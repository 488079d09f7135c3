//! Text-level import rewriting.
//!
//! # Responsibilities
//! - Find static, re-export and dynamic import specifiers in module text
//! - Resolve them through the import map, the importer's location or its URL
//! - Rewrite local imports to absolute URLs carrying the graph version
//! - Report the canonical dependency list
//!
//! # Design Decisions
//! - Regex scanning, not parsing: strings and comments that look like
//!   imports are rewritten too
//! - Bare specifiers the import map does not know are left untouched
//! - Dynamic imports are recorded but keep their original text

use async_trait::async_trait;
use regex::{Captures, Regex};
use std::sync::OnceLock;
use url::Url;

use crate::specifier::{clean_path, encode_path, extension, is_remote, to_local_path, url_path};
use crate::transform::collaborators::{ScriptOptions, ScriptOutput, SourceTransform, TransformError};

pub(crate) fn import_regex() -> &'static Regex {
    static RE: OnceLock<Regex> = OnceLock::new();
    RE.get_or_init(|| {
        Regex::new(
            r#"(?P<pre>\b(?:import|export)\b[^'";()]*?\bfrom\s*|\bimport\s*\(\s*|\bimport\s*)(?P<q>["'])(?P<spec>[^"'\r\n]+)["']"#,
        )
        .expect("import pattern is valid")
    })
}

fn type_import_regex() -> &'static Regex {
    static RE: OnceLock<Regex> = OnceLock::new();
    RE.get_or_init(|| {
        Regex::new(r#"(?m)^\s*(?:import|export)\s+type\s+[^;]*?\bfrom\s*["'][^"'\r\n]+["']\s*;?[ \t]*\r?\n?"#)
            .expect("type import pattern is valid")
    })
}

/// Resolve `specifier` as written inside `importer` to a canonical
/// specifier, or `None` for an unmapped bare specifier.
pub fn resolve_import(specifier: &str, importer: &str, options: &ScriptOptions<'_>) -> Option<String> {
    let mapped = options
        .import_map
        .resolve(specifier, Some(importer))
        .unwrap_or_else(|| specifier.to_string());

    if is_remote(&mapped) {
        return Some(mapped);
    }
    let relative = mapped.starts_with("./") || mapped.starts_with("../");
    if !relative && !mapped.starts_with('/') {
        return None;
    }
    if is_remote(importer) {
        let base = Url::parse(importer).ok()?;
        return base.join(&mapped).ok().map(String::from);
    }
    let joined = if relative {
        let dir = url_path(importer);
        let dir = dir.rsplit_once('/').map(|(d, _)| d).unwrap_or("");
        clean_path(&format!("{}/{}", dir, mapped))
    } else {
        clean_path(&mapped)
    };
    Some(format!(".{}", joined))
}

/// URL the browser should fetch for a resolved dependency.
fn served_url(dep: &str, options: &ScriptOptions<'_>) -> String {
    if is_remote(dep) {
        return to_local_path(dep);
    }
    let version = options
        .versions
        .get(dep)
        .cloned()
        .unwrap_or_else(|| options.baseline_version.token());
    let path = encode_path(&url_path(dep));
    if extension(dep) == Some("css") {
        format!("{}?module&v={}", path, version)
    } else {
        format!("{}?v={}", path, version)
    }
}

/// Default source transform.
#[derive(Debug, Clone, Copy, Default)]
pub struct ImportRewriter;

impl ImportRewriter {
    pub fn rewrite(&self, specifier: &str, source: &str, options: &ScriptOptions<'_>) -> ScriptOutput {
        let source = type_import_regex().replace_all(source, "");
        let mut deps: Vec<String> = Vec::new();

        let code = import_regex().replace_all(&source, |caps: &Captures<'_>| {
            let raw = &caps["spec"];
            let Some(dep) = resolve_import(raw, specifier, options) else {
                return caps[0].to_string();
            };
            let dynamic = caps["pre"].trim_end().ends_with('(');
            let rewritten = if dynamic {
                caps[0].to_string()
            } else {
                format!("{}{}{}{}", &caps["pre"], &caps["q"], served_url(&dep, options), &caps["q"])
            };
            if !deps.contains(&dep) {
                deps.push(dep);
            }
            rewritten
        });

        ScriptOutput {
            code: code.into_owned(),
            deps,
        }
    }
}

#[async_trait]
impl SourceTransform for ImportRewriter {
    async fn transform(
        &self,
        specifier: &str,
        source: &str,
        options: ScriptOptions<'_>,
    ) -> Result<ScriptOutput, TransformError> {
        Ok(self.rewrite(specifier, source, &options))
    }
}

### [TASK DESCRIPTION]
Work out the number of lines in the listing above that hold the word "canonical". Write that number by itself.

### [YOUR RESPONSE]
2